Support Of Parents Essential
NEW ZEALAND PARENT TEACHER ASSOCIATION MEDIA RELEASE
For Immediate Use
Support Of Parents Essential In Raising Student Achievement
The New Zealand Parent Teacher Association (NZPTA) welcomes the findings of the Education Review Office report on School’s Provision For Students At Risk of Not Achieving that recommends that school principals and senior leaders involve parents and whānau in supporting their children and reinforcing the work done at school.
“The fact that supportive parents and whānau improve educational outcomes for students is not a new revelation, but it is one that school leaders sometimes seem to overlook or put in the ‘too hard’ basket,” says NZPTA President Amanda Meldon.
PTAs and other parent-led support groups in schools have been actively encouraging greater family involvement in New Zealand schools for over 100 years. While PTAs have traditionally been valued only for their ability to raise some extra dollars for projects like the library or playground upgrade, the New Zealand Parent Teacher Association believes that the benefits of a supportive parent community go far beyond fundraising.
Amanda Meldon says “While it is easy for schools and educationists to focus on the ‘student learning’ aspect of family involvement, our grass-roots experience suggests that a broader approach is needed to connect with the ‘hard to reach’ families.” This is supported by the research of Joyce L. Epstein that outlines five other important areas that schools need to consider if they are to be successful in connecting with families. These are communication, volunteering, parenting, decision-making and community collaboration.

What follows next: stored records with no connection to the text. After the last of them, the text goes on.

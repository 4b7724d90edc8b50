//! Batched progress polling for tasks running on the remote service.

use std::sync::Arc;
use std::time::Duration;

use readbatch_core::{StatusUpdate, TaskRecord, TaskStatus};
use readbatch_logging::{batch_debug, batch_error, batch_info, batch_warn};
use tokio::time::MissedTickBehavior;
use tokio_util::sync::CancellationToken;

use crate::{BookApi, ProgressBatch, ProgressEntry, ProgressPayload, TaskStore};

pub const DEFAULT_POLL_INTERVAL: Duration = Duration::from_secs(5);

#[derive(Debug, Clone, Copy, PartialEq, Eq)]
pub enum TickOutcome {
    /// Nothing active, or stop requested. No request was sent.
    Skipped,
    Polled { updated: usize },
    /// The request failed; the next tick retries.
    Failed,
}

pub struct ProgressPoller {
    api: Arc<dyn BookApi>,
    store: TaskStore,
    interval: Duration,
}

impl ProgressPoller {
    pub fn new(api: Arc<dyn BookApi>, store: TaskStore, interval: Duration) -> Self {
        Self {
            api,
            store,
            interval,
        }
    }

    /// Polls while the active set is non-empty, idles while it is empty.
    ///
    /// Returns when `stop` fires, or once `orchestration_done` has fired and
    /// no task is left to poll.
    pub async fn run(self, stop: CancellationToken, orchestration_done: CancellationToken) {
        let mut active_rx = self.store.subscribe_active();
        loop {
            tokio::select! {
                biased;
                _ = stop.cancelled() => break,
                changed = active_rx.wait_for(|active| *active > 0) => {
                    if changed.is_err() {
                        break;
                    }
                }
                _ = orchestration_done.cancelled() => break,
            }

            self.poll_while_active(&stop).await;
            if stop.is_cancelled() {
                break;
            }
        }
        self.store.set_polling(false);
    }

    async fn poll_while_active(&self, stop: &CancellationToken) {
        batch_info!(
            "starting progress polling for {} task(s)",
            self.store.active_len()
        );
        self.store.set_polling(true);

        let mut ticker = tokio::time::interval(self.interval);
        ticker.set_missed_tick_behavior(MissedTickBehavior::Skip);
        loop {
            tokio::select! {
                biased;
                _ = stop.cancelled() => break,
                _ = ticker.tick() => {}
            }
            tokio::select! {
                biased;
                _ = stop.cancelled() => break,
                _ = self.tick(stop) => {}
            }
            if self.store.active_len() == 0 {
                break;
            }
        }

        self.store.set_polling(false);
        if stop.is_cancelled() {
            batch_info!("progress polling stopped by user");
        } else {
            batch_info!("no active tasks left; progress polling stopped");
        }
    }

    /// One poll round. A no-op without network traffic when nothing is active.
    pub async fn tick(&self, stop: &CancellationToken) -> TickOutcome {
        if stop.is_cancelled() {
            return TickOutcome::Skipped;
        }
        let ids = self.store.active_ids();
        if ids.is_empty() {
            return TickOutcome::Skipped;
        }

        batch_debug!("polling {} task(s)", ids.len());
        match self.api.fetch_progress(&ids).await {
            Ok(batch) => {
                let updated = self.merge(batch);
                if updated == 0 {
                    batch_debug!("no status changes for active tasks");
                }
                TickOutcome::Polled { updated }
            }
            Err(err) => {
                batch_error!("progress poll failed, retrying next tick: {}", err);
                TickOutcome::Failed
            }
        }
    }

    fn merge(&self, batch: ProgressBatch) -> usize {
        let mut updated = 0;
        for (id, payload) in batch {
            if !self.store.is_active(&id) {
                batch_warn!("progress for unknown or inactive task {}; ignoring", id);
                continue;
            }
            let entry = match payload {
                ProgressPayload::Entry(entry) => entry,
                ProgressPayload::Malformed(value) => {
                    batch_warn!(task = id; "invalid progress payload {}; no longer polling", value);
                    // Terminal, so the task leaves the active set and the run can end.
                    self.store.set_status(
                        &id,
                        StatusUpdate::new(TaskStatus::error(), "error: invalid progress payload"),
                    );
                    updated += 1;
                    continue;
                }
            };
            let Some(record) = self.store.record(&id) else {
                continue;
            };
            if let Some(update) = changes(&record, entry) {
                self.store.set_status(&id, update);
                updated += 1;
            }
        }
        updated
    }
}

/// Remote values with stored fallbacks, or `None` when nothing would change.
fn changes(record: &TaskRecord, entry: ProgressEntry) -> Option<StatusUpdate> {
    let status = non_empty(entry.status).unwrap_or_else(|| record.status.to_string());
    let progress =
        non_empty(entry.progress_message).unwrap_or_else(|| record.progress_message.clone());
    let book_name = non_empty(entry.book_name).unwrap_or_else(|| record.book_name.clone());
    let detail = non_empty(entry.message).filter(|detail| *detail != progress);

    let detail_changed = detail.is_some() && detail != record.detail_message;
    let unchanged = status == record.status.as_str()
        && progress == record.progress_message
        && book_name == record.book_name
        && !detail_changed;
    if unchanged {
        return None;
    }

    Some(
        StatusUpdate::new(status, progress)
            .with_book(book_name)
            .with_detail(detail),
    )
}

fn non_empty(value: Option<String>) -> Option<String> {
    value.filter(|text| !text.is_empty())
}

“By bringing parents and whānau into the school as volunteers, the PTA often ‘opens the door’ to the school for many families who would not otherwise have a reason or opportunity to be there,” says Amanda Meldon.
The New Zealand Parent Teacher Association has developed the ‘Give Me Five’ programme to help schools welcome parents and whānau as volunteers by asking them to give five hours of their time each year for specific tasks. Schools using ‘Give Me Five’ found that many people who had never been into the school before came in to volunteer and then kept on returning. “Because the experience was positive, the volunteers just kept coming back. Many people exceeded their 5 hours and some went on to clock up hundreds of volunteer hours for the school,” says Pam Lee of Kaimai School PTA.
Research shows that, regardless of their circumstances, most parents want to support their child’s learning and development as much as they can. The New Zealand Parent Teacher Association encourages school leaders to take up the challenge of removing barriers to family involvement in New Zealand schools so that all families are empowered to support their child’s education.